“Voglio essere chiara con le persone di questa regione che stanno pensando di intraprendere quel pericoloso viaggio verso il confine tra Stati Uniti e Messico: non venite. Non venite”. Il messaggio rivolto dalla vicepresidente statunitense Kamala Harris ai guatemaltechi “tentati” dall’intraprendere un viaggio verso gli Usa per entrare illegalmente nel Paese ha sorpreso molti, colpiti dall’inusitata durezza – e chiarezza – della presa di posizione della vice di Biden.
Nel suo discorso Kamala Harris ha inoltre sottolineato che “gli Stati Uniti continueranno a far rispettare le nostre leggi e a proteggere i nostri confini”, sottolineando come l’opposizione dell’amministrazione Biden all’immigrazione illegale dall’America Centrale sia frutto anche di una visione che punta ad “aiutare i guatemaltechi a trovare speranza in patria”. Insomma, una versione in salsa democrat del sovranista e sciovinista “aiutiamoli a casa loro”. Dichiarazioni solo in minima parte ammorbidite dal passaggio in cui la stessa Harris ha sottolineato come vi siano “strade per un’immigrazione legale e sono queste che vanno percorse”.
La sortita della vicepresidente Usa sul tema immigrazione ha immediatamente dato fiato alle opposte tifoserie, con destre e sovranisti pronti a mettere alla berlina il “bluff” di Biden in tema di immigrazione e le sinistre più o meno liberal intente a puntare l’attenzione sulle minori restrizioni – non su una politica delle porte aperte, si badi! – volute dalla nuova amministrazione statunitense in materia di immigrazione legale rispetto a quanto fatto da Donald Trump.

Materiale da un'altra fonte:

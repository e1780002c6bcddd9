// src/pipeline/frame_loop.rs
//
// Per-frame composition:
//
//   context change? → new Recognizer
//   features → centroid snapshot → best match
//            → offline label (score ≥ threshold)
//            → finished escalation result overrides the label
//            → near-miss? dispatch escalation (result lands on a later frame)
//            → stability gate → FireEvent
//
// Nothing in here awaits; the only slow operation runs on a spawned task.

use super::escalation_dispatch::{EscalationDispatcher, EscalationPoll};
use super::runtime::SharedRuntime;
use crate::recognition::{CentroidIndex, EscalationDecision, EscalationInput, Recognizer};
use crate::types::{
    ClassificationOutcome, EscalationConfig, FeatureVector, FireEvent, RecognitionConfig,
};
use crate::vision_client::FrameImage;
use std::sync::Arc;
use tokio::sync::watch;
use tracing::{debug, info};

/// One frame as seen by the loop.
#[derive(Debug, Clone)]
pub struct FrameInput {
    /// Seconds on a monotonic clock
    pub timestamp: f64,
    pub features: FeatureVector,
    pub motion_energy: Option<f32>,
    /// Needed only when the frame gets escalated
    pub image: Option<FrameImage>,
}

#[derive(Debug, Clone)]
pub struct FrameOutcome {
    pub context: Option<String>,
    pub classification: ClassificationOutcome,
    /// Label fed to the gate this frame
    pub label: Option<String>,
    pub escalated: bool,
    pub fired: Option<FireEvent>,
}

pub struct FrameLoop {
    index: Arc<CentroidIndex>,
    recognition: RecognitionConfig,
    escalation: EscalationConfig,
    context_rx: watch::Receiver<Option<String>>,
    recognizer: Option<Recognizer>,
    dispatcher: EscalationDispatcher,
    runtime: SharedRuntime,
    /// Last label supplied by the vision fallback, carried while it still applies
    rescued: Option<String>,
}

impl FrameLoop {
    pub fn new(
        index: Arc<CentroidIndex>,
        recognition: RecognitionConfig,
        escalation: EscalationConfig,
        context_rx: watch::Receiver<Option<String>>,
        dispatcher: EscalationDispatcher,
        runtime: SharedRuntime,
    ) -> Self {
        Self {
            index,
            recognition,
            escalation,
            context_rx,
            recognizer: None,
            dispatcher,
            runtime,
            rescued: None,
        }
    }

    pub fn recognizer(&self) -> Option<&Recognizer> {
        self.recognizer.as_ref()
    }

    pub fn runtime(&self) -> &SharedRuntime {
        &self.runtime
    }

    pub fn process(&mut self, frame: FrameInput) -> FrameOutcome {
        self.sync_context();
        let now = frame.timestamp;

        let Some(recognizer) = self.recognizer.as_mut() else {
            self.runtime
                .record_frame(0, &ClassificationOutcome::none(), 0.0);
            return FrameOutcome {
                context: None,
                classification: ClassificationOutcome::none(),
                label: None,
                escalated: false,
                fired: None,
            };
        };

        let snapshot = recognizer.snapshot();
        let classification = snapshot.best_match(&frame.features);

        let mut label = classification
            .best_label
            .clone()
            .filter(|_| classification.best_score >= recognizer.offline_threshold());

        match self.dispatcher.poll() {
            EscalationPoll::Finished(result) => {
                recognizer.escalation_mut().complete();
                if let Some(rescued) = &result {
                    info!("Vision fallback labelled frame as {}", rescued);
                    label = Some(rescued.clone());
                }
                self.rescued = result;
            }
            EscalationPoll::Idle | EscalationPoll::Pending => {
                // A rescue holds while the offline match agrees and stays in the near-miss band
                let carried = self.rescued.take().filter(|r| {
                    classification.best_label.as_deref() == Some(r.as_str())
                        && recognizer.escalation().in_near_miss_band(
                            classification.best_score,
                            recognizer.offline_threshold(),
                        )
                });
                if label.is_none() {
                    label = carried.clone();
                }
                self.rescued = carried;
            }
        }

        let mut escalated = false;
        if label.is_none() {
            if let Some(image) = frame.image.as_ref() {
                let labels = snapshot.labels();
                let input = EscalationInput {
                    offline_score: classification.best_score,
                    offline_threshold: recognizer.offline_threshold(),
                    labels: &labels,
                    motion_energy: frame.motion_energy,
                    now,
                };
                match recognizer.escalation().evaluate(&input) {
                    EscalationDecision::Escalate => {
                        recognizer.escalation_mut().mark_attempt(now);
                        escalated = self.dispatcher.dispatch(image.clone(), labels);
                        if !escalated {
                            recognizer.escalation_mut().complete();
                        }
                    }
                    EscalationDecision::Decline(reason) => {
                        debug!("Escalation declined: {:?}", reason);
                    }
                }
            }
        }

        let fire = recognizer.gate_mut().update(
            label.as_deref(),
            classification.best_score,
            now,
            self.runtime.detect_enabled(),
        );

        let gate = recognizer.gate();
        self.runtime.record_frame(
            gate.consecutive_count(),
            &classification,
            gate.cooldown_left(now),
        );

        let context = recognizer.context().to_string();
        let fired = fire.map(|f| {
            info!(
                "🎯 Firing action '{}' [{}] score={:.3}",
                f.label, context, f.score
            );
            self.runtime.inc(&self.runtime.fires);
            FireEvent {
                context: context.clone(),
                label: f.label,
                score: f.score,
                timestamp: now,
            }
        });

        FrameOutcome {
            context: Some(context),
            classification,
            label,
            escalated,
            fired,
        }
    }

    /// Swap in a fresh Recognizer when the watcher published a new context.
    fn sync_context(&mut self) {
        let changed = {
            let current = self.context_rx.borrow_and_update();
            let active = self.recognizer.as_ref().map(|r| r.context());
            if current.as_deref() == active {
                None
            } else {
                Some(current.clone())
            }
        };

        let Some(next) = changed else {
            return;
        };

        self.dispatcher.cancel();
        self.rescued = None;
        self.recognizer = next.map(|ctx| {
            debug!("Frame loop switching to context {}", ctx);
            Recognizer::new(
                ctx,
                Arc::clone(&self.index),
                &self.recognition,
                &self.escalation,
                self.dispatcher.has_client(),
            )
        });
    }
}

#[cfg(test)]
mod tests {
    use super::*;
    use crate::store::SampleStore;
    use crate::vision_client::FallbackClassifier;
    use anyhow::Result;
    use async_trait::async_trait;
    use std::sync::atomic::{AtomicUsize, Ordering};
    use std::time::Duration;

    struct CountingClient {
        calls: Arc<AtomicUsize>,
        answer: &'static str,
    }

    #[async_trait]
    impl FallbackClassifier for CountingClient {
        async fn classify(&self, _image: &FrameImage, _labels: &[String]) -> Result<String> {
            self.calls.fetch_add(1, Ordering::SeqCst);
            Ok(self.answer.to_string())
        }
    }

    fn one_hot(i: usize) -> Vec<f32> {
        let mut v = vec![0.0; 12];
        v[i] = 1.0;
        v
    }

    /// Cosine 0.89 against one_hot(0)
    fn near_miss() -> Vec<f32> {
        let mut v = vec![0.0; 12];
        v[0] = 0.89;
        v[1] = (1.0f32 - 0.89 * 0.89).sqrt();
        v
    }

    fn frame(t: f64, features: Vec<f32>) -> FrameInput {
        FrameInput {
            timestamp: t,
            features,
            motion_energy: Some(50.0),
            image: Some(FrameImage::Jpeg(vec![0xFF, 0xD8])),
        }
    }

    struct Harness {
        _dir: tempfile::TempDir,
        frame_loop: FrameLoop,
        context_tx: watch::Sender<Option<String>>,
        calls: Arc<AtomicUsize>,
    }

    fn harness(answer: &'static str, confirm_frames: u32) -> Harness {
        let dir = tempfile::tempdir().unwrap();
        let store = Arc::new(SampleStore::new(dir.path(), 12));
        store.add_sample("Game", "Jump", &one_hot(0), "", None).unwrap();
        store.add_sample("Other", "Duck", &one_hot(5), "", None).unwrap();
        let index = Arc::new(CentroidIndex::new(store));

        let calls = Arc::new(AtomicUsize::new(0));
        let client: Arc<dyn FallbackClassifier> = Arc::new(CountingClient {
            calls: Arc::clone(&calls),
            answer,
        });
        let runtime = SharedRuntime::new(true);
        let dispatcher = EscalationDispatcher::new(Some(client), runtime.clone());

        let (context_tx, context_rx) = watch::channel(Some("Game".to_string()));
        let frame_loop = FrameLoop::new(
            index,
            RecognitionConfig {
                offline_threshold: 0.90,
                confirm_frames,
                cooldown_secs: 1.0,
                detect_enabled: true,
            },
            EscalationConfig {
                enabled: true,
                cooldown_secs: 2.5,
                trigger_band: 0.02,
                min_motion_energy: 35.0,
                ..Default::default()
            },
            context_rx,
            dispatcher,
            runtime,
        );

        Harness {
            _dir: dir,
            frame_loop,
            context_tx,
            calls,
        }
    }

    #[tokio::test]
    async fn test_offline_fire_after_confirmation() {
        let mut h = harness("NONE", 4);
        let mut fires = Vec::new();
        for (i, t) in [0.0, 0.1, 0.2, 0.3, 0.4].into_iter().enumerate() {
            let out = h.frame_loop.process(frame(t, one_hot(0)));
            assert_eq!(out.label.as_deref(), Some("Jump"), "frame {}", i);
            assert!(!out.escalated);
            if let Some(f) = out.fired {
                fires.push(f);
            }
        }
        assert_eq!(fires.len(), 1);
        assert_eq!(fires[0].label, "Jump");
        assert_eq!(fires[0].context, "Game");
        assert!((fires[0].timestamp - 0.3).abs() < 1e-9);
        assert_eq!(h.frame_loop.runtime().summary().fires, 1);
        assert_eq!(h.calls.load(Ordering::SeqCst), 0);
    }

    #[tokio::test]
    async fn test_escalation_rate_limited() {
        let mut h = harness("NONE", 4);

        let first = h.frame_loop.process(frame(0.0, near_miss()));
        assert!(first.escalated);
        assert_eq!(first.label, None);
        tokio::time::sleep(Duration::from_millis(20)).await;

        let second = h.frame_loop.process(frame(0.5, near_miss()));
        assert!(!second.escalated);
        tokio::time::sleep(Duration::from_millis(20)).await;
        assert_eq!(h.calls.load(Ordering::SeqCst), 1);

        let third = h.frame_loop.process(frame(2.6, near_miss()));
        assert!(third.escalated);
        tokio::time::sleep(Duration::from_millis(20)).await;
        assert_eq!(h.calls.load(Ordering::SeqCst), 2);
    }

    #[tokio::test]
    async fn test_rescued_label_confirms_over_following_frames() {
        let mut h = harness("jump", 4);

        let first = h.frame_loop.process(frame(0.0, near_miss()));
        assert!(first.escalated);
        assert!(first.fired.is_none());
        tokio::time::sleep(Duration::from_millis(20)).await;

        let mut fires = Vec::new();
        for t in [0.1, 0.2, 0.3, 0.4] {
            let out = h.frame_loop.process(frame(t, near_miss()));
            assert_eq!(out.label.as_deref(), Some("Jump"), "t={}", t);
            assert!(!out.escalated);
            if let Some(f) = out.fired {
                fires.push(f);
            }
        }
        assert_eq!(fires.len(), 1);
        assert_eq!(fires[0].label, "Jump");
        assert!((fires[0].timestamp - 0.4).abs() < 1e-9);
        assert_eq!(h.calls.load(Ordering::SeqCst), 1);
    }

    #[tokio::test]
    async fn test_rescue_dropped_once_match_moves_away() {
        let mut h = harness("jump", 4);

        h.frame_loop.process(frame(0.0, near_miss()));
        tokio::time::sleep(Duration::from_millis(20)).await;
        assert_eq!(
            h.frame_loop.process(frame(0.1, near_miss())).label.as_deref(),
            Some("Jump")
        );

        // Unrelated pose breaks the carry; returning to the near miss does not revive it
        assert_eq!(h.frame_loop.process(frame(0.2, one_hot(3))).label, None);
        let back = h.frame_loop.process(frame(0.3, near_miss()));
        assert_eq!(back.label, None);
        assert!(!back.escalated);
        assert_eq!(h.frame_loop.recognizer().unwrap().gate().consecutive_count(), 0);
    }

    #[test]
    fn test_escalation_without_async_runtime_is_skipped() {
        let mut h = harness("jump", 4);
        let out = h.frame_loop.process(frame(0.0, near_miss()));
        assert!(!out.escalated);
        assert_eq!(out.label, None);
        assert_eq!(h.calls.load(Ordering::SeqCst), 0);
        assert!(!h.frame_loop.recognizer().unwrap().escalation().is_in_flight());
    }

    #[tokio::test]
    async fn test_idle_scene_and_far_scores_do_not_escalate() {
        let mut h = harness("NONE", 4);

        let mut idle = frame(0.0, near_miss());
        idle.motion_energy = Some(5.0);
        assert!(!h.frame_loop.process(idle).escalated);

        let mut far = frame(0.1, one_hot(3));
        far.motion_energy = Some(80.0);
        assert!(!h.frame_loop.process(far).escalated);

        let mut no_image = frame(0.2, near_miss());
        no_image.image = None;
        assert!(!h.frame_loop.process(no_image).escalated);

        assert_eq!(h.calls.load(Ordering::SeqCst), 0);
    }

    #[tokio::test]
    async fn test_context_switch_rebuilds_recognizer() {
        let mut h = harness("NONE", 4);
        for t in [0.0, 0.1, 0.2] {
            h.frame_loop.process(frame(t, one_hot(0)));
        }
        assert_eq!(h.frame_loop.recognizer().unwrap().gate().consecutive_count(), 3);

        h.context_tx.send_replace(Some("Other".to_string()));
        let out = h.frame_loop.process(frame(0.3, one_hot(0)));
        assert_eq!(out.context.as_deref(), Some("Other"));
        // Jump is unknown in the new context and the streak did not carry over
        assert_eq!(out.label, None);
        assert!(out.fired.is_none());

        let duck = h.frame_loop.process(frame(0.4, one_hot(5)));
        assert_eq!(duck.label.as_deref(), Some("Duck"));
        assert_eq!(h.frame_loop.recognizer().unwrap().gate().consecutive_count(), 1);
    }

    #[tokio::test]
    async fn test_disarmed_never_fires_and_no_context_is_inert() {
        let mut h = harness("NONE", 1);
        h.frame_loop.runtime().set_detect_enabled(false);
        assert!(h.frame_loop.process(frame(0.0, one_hot(0))).fired.is_none());

        h.context_tx.send_replace(None);
        let out = h.frame_loop.process(frame(0.1, one_hot(0)));
        assert!(out.context.is_none());
        assert!(h.frame_loop.recognizer().is_none());
    }
}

Come al solito le opposte tifoserie enfatizzano aspetti parziali di un tema complesso, impedendo – strumentalmente o meno, poco importa – di cogliere un elemento che accomuna da decenni l’operato delle amministrazioni di diverso colore che si sono avvicendate a Washington: la continuità. Caso esemplare quello del “muro” destinato a blindare il confine statunitense con il Messico. Per buona parte della stampa si tratta del “muro di Trump”, quasi che il magnate asceso alla Casa Bianca abbia – da buon sovranista, dunque razzista secondo l’assioma democrat – concepito questo progetto “separatista” tutto da solo. Peccato, però, che la realtà sia ben diversa: nato nel 1990 sotto la presidenza di Bush senior, la barriera tra Usa e Messico non solo ha attraversato indenne le presidenze democratiche di Clinton ed Obama, ma è stata continuamente ampliata e rafforzata.
Continuità che investe anche la presidenza Biden, quella che per le sinistre liberal di tutto l’Occidente avrebbe dovuto rappresentare il momento della “liberazione” dall’era dell’oscurantismo trumpiano. Ebbene, a dispetto delle promesse elettorali, il nuovo inquilino della Casa Bianca sembra non aver alcuna intenzione di smantellare il muro: nel mese di maggio sono stati autorizzati lavori di consolidamento lungo un tratto di 13 miglia, nel contempo sono proseguite le confische di terreni su cui realizzare la barriera da parte del dipartimento di Giustizia, l’ultima in ordine di tempo nella contea di Hidalgo in Texas.
In realtà, al di là di accenti più o meno esasperati, il controllo dell’immigrazione resta una priorità anche per una superpotenza come gli Usa che, per la sua peculiare storia, dal continuo flusso di immigrati ha tratto le energie necessarie ad alimentare un sistema “imperiale”. Sistema che nessuno a Washington ha intenzione di lasciar andare in malora. Con buona pace dei “vassalli” europei.